On décrit maintenant en détail les étapes de l'organigramme de la figure 1A, 15 correspondant à une implémentation particulière de l'algorithme du procédé selon l'invention. The steps of the flowchart of FIG. 1A are now described in detail, corresponding to a particular implementation of the algorithm of the method according to the invention.

Au cours de l'étape référencée 1, l'utilisateur initialise le seuil mobile " SEUIL ". Ce seuil mobile est par exemple réglé initialement à 29, 5 puis recalculé après chaque itération (comme expliqué ci-dessus). During the step referenced 1, the user initializes the moving threshold "THRESHOLD". This moving threshold is for example initially set to 29, then recalculated after each iteration (as explained above).

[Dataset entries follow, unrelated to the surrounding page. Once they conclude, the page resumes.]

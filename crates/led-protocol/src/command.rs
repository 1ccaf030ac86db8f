//! Outbound command envelopes
//!
//! Every command is one JSON object on one line, discriminated by `cm` and,
//! for LED and CAN commands, by the action key `a`.

use serde::{Deserialize, Serialize};

use crate::ProtocolError;

/// Number of channel slots on one driver chip
pub const CHANNELS_PER_DRIVER: usize = 4;

/// Slot value the firmware skips in an `on` array
pub const UNADDRESSED: i64 = -1;

/// Channels addressed on one driver
///
/// For `on` commands `channels` is a full 4-slot array of PWM values (with
/// [`UNADDRESSED`] for untouched slots). For `off` and `pwm` commands it is
/// a sorted list of channel indices.
#[derive(Debug, Clone, PartialEq, Eq, Serialize, Deserialize)]
pub struct DriverChannels {
    #[serde(rename = "drv")]
    pub driver: i64,
    #[serde(rename = "cs")]
    pub channels: Vec<i64>,
}

impl DriverChannels {
    pub fn new(driver: i64, channels: Vec<i64>) -> Self {
        Self { driver, channels }
    }
}

/// Actions understood by the LED subsystem
#[derive(Debug, Clone, PartialEq, Eq, Serialize, Deserialize)]
#[serde(tag = "a", rename_all = "lowercase")]
pub enum LedAction {
    /// Light channels at per-slot PWM values
    On { drvs: Vec<DriverChannels> },
    /// Switch channels off
    Off { drvs: Vec<DriverChannels> },
    /// Set every listed channel to one PWM value
    Pwm { drvs: Vec<DriverChannels>, pwm: i64 },
    /// Configure a channel's PWM range and current mode
    Cfg {
        #[serde(rename = "dvr")]
        driver: i64,
        #[serde(rename = "c")]
        channel: i64,
        #[serde(rename = "mip")]
        min_pwm: i64,
        #[serde(rename = "mp")]
        max_pwm: i64,
        #[serde(rename = "ch")]
        current_high: bool,
    },
}

/// Actions understood by the CAN bridge
#[derive(Debug, Clone, PartialEq, Eq, Serialize, Deserialize)]
#[serde(tag = "a", rename_all = "lowercase")]
pub enum CanAction {
    /// Transmit one frame
    Send {
        /// Sender identifier
        i: String,
        /// Frame payload bytes
        d: Vec<u8>,
    },
}

/// A command sent to a controller
#[derive(Debug, Clone, PartialEq, Eq, Serialize, Deserialize)]
#[serde(tag = "cm", rename_all = "lowercase")]
pub enum Command {
    Led(LedAction),
    Can(CanAction),
    /// Request a status snapshot
    Status,
}

impl Command {
    pub fn led_on(drvs: Vec<DriverChannels>) -> Self {
        Command::Led(LedAction::On { drvs })
    }

    pub fn led_off(drvs: Vec<DriverChannels>) -> Self {
        Command::Led(LedAction::Off { drvs })
    }

    pub fn led_pwm(drvs: Vec<DriverChannels>, pwm: i64) -> Self {
        Command::Led(LedAction::Pwm { drvs, pwm })
    }

    pub fn can_send(sender: impl Into<String>, data: Vec<u8>) -> Self {
        Command::Can(CanAction::Send {
            i: sender.into(),
            d: data,
        })
    }

    /// Serialize to a compact single-line JSON object (no terminator)
    pub fn to_line(&self) -> Result<String, ProtocolError> {
        Ok(serde_json::to_string(self)?)
    }

    /// Serialize to a JSON value, for diagnostic logs
    pub fn to_value(&self) -> Result<serde_json::Value, ProtocolError> {
        Ok(serde_json::to_value(self)?)
    }
}

#[cfg(test)]
mod tests {
    use super::*;

    #[test]
    fn test_status_request() {
        assert_eq!(Command::Status.to_line().unwrap(), r#"{"cm":"status"}"#);
    }

    #[test]
    fn test_on_carries_four_slots() {
        let cmd = Command::led_on(vec![DriverChannels::new(1, vec![127, -1, 105, -1])]);
        assert_eq!(
            cmd.to_line().unwrap(),
            r#"{"cm":"led","a":"on","drvs":[{"drv":1,"cs":[127,-1,105,-1]}]}"#
        );
    }

    #[test]
    fn test_pwm_batch() {
        let cmd = Command::led_pwm(
            vec![DriverChannels::new(0, vec![0, 3]), DriverChannels::new(2, vec![1])],
            64,
        );
        assert_eq!(
            cmd.to_line().unwrap(),
            r#"{"cm":"led","a":"pwm","drvs":[{"drv":0,"cs":[0,3]},{"drv":2,"cs":[1]}],"pwm":64}"#
        );
    }

    #[test]
    fn test_cfg_short_keys() {
        let cmd = Command::Led(LedAction::Cfg {
            driver: 1,
            channel: 2,
            min_pwm: 5,
            max_pwm: 200,
            current_high: true,
        });
        assert_eq!(
            cmd.to_line().unwrap(),
            r#"{"cm":"led","a":"cfg","dvr":1,"c":2,"mip":5,"mp":200,"ch":true}"#
        );
    }

    #[test]
    fn test_can_send() {
        let cmd = Command::can_send("12", vec![0x20, 0, 3, 0, 4, 0x33, 0x22, 0x11]);
        assert_eq!(
            cmd.to_line().unwrap(),
            r#"{"cm":"can","a":"send","i":"12","d":[32,0,3,0,4,51,34,17]}"#
        );
    }

    #[test]
    fn test_commands_parse_back() {
        let line = r#"{"cm":"led","a":"off","drvs":[{"drv":0,"cs":[2]}]}"#;
        let cmd: Command = serde_json::from_str(line).unwrap();
        assert_eq!(cmd, Command::led_off(vec![DriverChannels::new(0, vec![2])]));
        let cmd: Command = serde_json::from_str(r#"{"cm":"status"}"#).unwrap();
        assert_eq!(cmd, Command::Status);
    }
}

Grâce au mécanisme des étapes référencées 2, 7 et 8 (basé sur l'utilisation de la variable " index "), on itère les étapes suivantes de la première à l'avant-dernière image de la séquence vidéo: - détection d'une coupure (étape référencée 3); - détection grossière d'un fondu (étape référencée 4); 25 - suppression de fausses détections de fondu (étape référencée 5); - détection fine d'un fondu (étape référencée 6). L'étape 3 de détection d'une coupure comprend elle-même les étapes suivantes - estimation de mouvement, basée correspondance de blocs (ou basée maillage selon une variante), entre les images index et index+1 (étape référencée 31) 30 - calcul du PSNR relatif à cette estimation, noté PSNR1 (étape référencée 32); - si PSNR1 < " seuilCUT " (étape référencée 33) alors: a) il y a une coupure entre les images index et index+1 (Rl) (étape référencée 34); b) s'il y a eu une détection de fondu juste avant la coupure, le fondu est éliminé (Hl). Thanks to the mechanism of the steps referenced 2, 7 and 8 (based on the use of the variable "index"), iterates the following steps from the first to the penultimate frame of the video sequence: - detection of a cut (step referenced 3); - Coarse detection of a fade (step referenced 4); Removal of false fade detections (step referenced 5); fine detection of a fade (step referenced 6). The step 3 of detecting a clipping itself comprises the following steps - motion estimation, based block correspondence (or variant-based mesh), between the index and index images + 1 (step referenced 31). calculation of the PSNR relating to this estimate, denoted PSNR1 (step referenced 32); if PSNR1 <"thresholdCUT" (step referenced 33) then: a) there is a break between the index and index images + 1 (R1) (step referenced 34); b) If there has been a fade detection just before the break, the fade is eliminated (H1).

L'étape 4 de détection grossière d'un fondu consiste à déterminer si on est dans la bande de suspicion d'un fondu, c'est-à-dire si les deux conditions suivantes sont vérifiées: - PSNR1 > " seuilCUT " +3; - PSNR1 < " SEUIL ". The step 4 of rough detection of a fade consists in determining if one is in the band of suspicion of a fade, that is to say if the two following conditions are verified: - PSNR1> "thresholdCUT" +3 ; - PSNR1 <"THRESHOLD".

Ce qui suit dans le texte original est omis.